[Exercise details]
Beginning with the line where "embeddings.push(vector);" appears, please restate each line of the records below word for word until the last one, inclusive, and nothing else.

--- Exercise inputs ---

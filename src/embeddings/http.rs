//! HTTP embedding service client.
//!
//! Talks to an OpenAI-compatible embeddings API: POST {model, input} to the
//! configured endpoint, decode {data: [{embedding}]}. Output vectors are
//! L2-normalized before being returned.

use async_trait::async_trait;
use reqwest::Client;
use serde::{Deserialize, Serialize};
use std::time::Duration;

use crate::config::EmbeddingsConfig;
use crate::embeddings::{normalize, TextEmbedder};
use crate::error::{KglinkError, Result};
use crate::retry::RetryPolicy;

#[derive(Serialize)]
struct EmbeddingRequest {
    model: String,
    input: Vec<String>,
}

#[derive(Deserialize)]
struct EmbeddingResponse {
    data: Vec<EmbeddingData>,
}

#[derive(Deserialize)]
struct EmbeddingData {
    embedding: Vec<f32>,
}

/// Embedding service client with bounded timeout and the shared retry policy.
pub struct HttpEmbedder {
    client: Client,
    endpoint: String,
    model: String,
    dimensions: usize,
    api_key: Option<String>,
    policy: RetryPolicy,
}

impl HttpEmbedder {
    /// # Panics
    ///
    /// Panics if the HTTP client cannot be created (should not happen in
    /// normal operation).
    pub fn new(config: &EmbeddingsConfig, api_key: Option<String>, policy: RetryPolicy) -> Self {
        let client = Client::builder()
            .timeout(Duration::from_secs(30))
            .build()
            .expect("Failed to build HTTP client");

        Self {
            client,
            endpoint: config.endpoint.clone(),
            model: config.model.clone(),
            dimensions: config.dimensions,
            api_key,
            policy,
        }
    }

    /// One API request for a batch of texts.
    async fn request_batch(&self, texts: &[String]) -> Result<Vec<Vec<f32>>> {
        let request = EmbeddingRequest {
            model: self.model.clone(),
            input: texts.to_vec(),
        };

        let mut builder = self.client.post(&self.endpoint).json(&request);
        if let Some(key) = &self.api_key {
            builder = builder.header("Authorization", format!("Bearer {}", key));
        }

        let response = builder
            .send()
            .await
            .map_err(|e| KglinkError::Embedding(format!("Network error: {}", e)))?;

        let status = response.status();
        if !status.is_success() {
            let body = response
                .text()
                .await
                .unwrap_or_else(|_| "Unable to read error response".to_string());
            return Err(KglinkError::Embedding(format!(
                "Embedding service error {}: {}",
                status, body
            )));
        }

        let result: EmbeddingResponse = response
            .json()
            .await
            .map_err(|e| KglinkError::Embedding(format!("Failed to parse response: {}", e)))?;

        if result.data.len() != texts.len() {
            return Err(KglinkError::Embedding(format!(
                "Expected {} embeddings, got {}",
                texts.len(),
                result.data.len()
            )));
        }

        let mut embeddings = Vec::with_capacity(result.data.len());
        for data in result.data {
            let mut vector = data.embedding;
            if vector.len() != self.dimensions {
                return Err(KglinkError::Embedding(format!(
                    "Unexpected embedding dimension: expected {}, got {}",
                    self.dimensions,
                    vector.len()
                )));
            }
            normalize(&mut vector);
            embeddings.push(vector);
        }
        Ok(embeddings)
    }
}

#[async_trait]
impl TextEmbedder for HttpEmbedder {
    async fn embed(&self, text: &str) -> Result<Vec<f32>> {
        let texts = vec![text.to_string()];
        let mut embeddings = self
            .policy
            .run("embedding request", || self.request_batch(&texts))
            .await?;
        embeddings
            .pop()
            .ok_or_else(|| KglinkError::Embedding("Empty response from embedding service".to_string()))
    }

    async fn embed_batch(&self, texts: &[String]) -> Result<Vec<Vec<f32>>> {
        if texts.is_empty() {
            return Ok(Vec::new());
        }
        self.policy
            .run("embedding request", || self.request_batch(texts))
            .await
    }
}

#[cfg(test)]
mod tests {
    use super::*;

    fn test_embedder() -> HttpEmbedder {
        let config = EmbeddingsConfig {
            endpoint: "http://localhost:8089/embed".to_string(),
            model: "all-MiniLM-L6-v2".to_string(),
            dimensions: 384,
            api_key_env: None,
        };
        HttpEmbedder::new(
            &config,
            None,
            RetryPolicy::new(2, Duration::from_millis(1)),
        )
    }

    #[test]
    fn test_embedder_configuration() {
        let embedder = test_embedder();
        assert_eq!(embedder.model, "all-MiniLM-L6-v2");
        assert_eq!(embedder.dimensions, 384);
        assert!(embedder.api_key.is_none());
    }

    #[test]
    fn test_response_decoding() {
        let body = serde_json::json!({
            "data": [
                {"embedding": [0.1, 0.2]},
                {"embedding": [0.3, 0.4]}
            ]
        });
        let decoded: EmbeddingResponse = serde_json::from_value(body).unwrap();
        assert_eq!(decoded.data.len(), 2);
        assert_eq!(decoded.data[1].embedding, vec![0.3, 0.4]);
    }

    // Integration tests against a live embedding service require a running
    // endpoint and are exercised through the pipeline tests with doubles.
}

---

[Solution]
            embeddings.push(vector);
        }
        Ok(embeddings)
    }
}

#[async_trait]
impl TextEmbedder for HttpEmbedder {
    async fn embed(&self, text: &str) -> Result<Vec<f32>> {
        let texts = vec![text.to_string()];
        let mut embeddings = self
            .policy
            .run("embedding request", || self.request_batch(&texts))
            .await?;
        embeddings
            .pop()
            .ok_or_else(|| KglinkError::Embedding("Empty response from embedding service".to_string()))
    }

    async fn embed_batch(&self, texts: &[String]) -> Result<Vec<Vec<f32>>> {
        if texts.is_empty() {
            return Ok(Vec::new());
        }
        self.policy
            .run("embedding request", || self.request_batch(texts))
            .await
    }
}

#[cfg(test)]
mod tests {
    use super::*;

    fn test_embedder() -> HttpEmbedder {
        let config = EmbeddingsConfig {
            endpoint: "http://localhost:8089/embed".to_string(),
            model: "all-MiniLM-L6-v2".to_string(),
            dimensions: 384,
            api_key_env: None,
        };
        HttpEmbedder::new(
            &config,
            None,
            RetryPolicy::new(2, Duration::from_millis(1)),
        )
    }

    #[test]
    fn test_embedder_configuration() {
        let embedder = test_embedder();
        assert_eq!(embedder.model, "all-MiniLM-L6-v2");
        assert_eq!(embedder.dimensions, 384);
        assert!(embedder.api_key.is_none());
    }

    #[test]
    fn test_response_decoding() {
        let body = serde_json::json!({
            "data": [
                {"embedding": [0.1, 0.2]},
                {"embedding": [0.3, 0.4]}
            ]
        });
        let decoded: EmbeddingResponse = serde_json::from_value(body).unwrap();
        assert_eq!(decoded.data.len(), 2);
        assert_eq!(decoded.data[1].embedding, vec![0.3, 0.4]);
    }

    // Integration tests against a live embedding service require a running
    // endpoint and are exercised through the pipeline tests with doubles.
}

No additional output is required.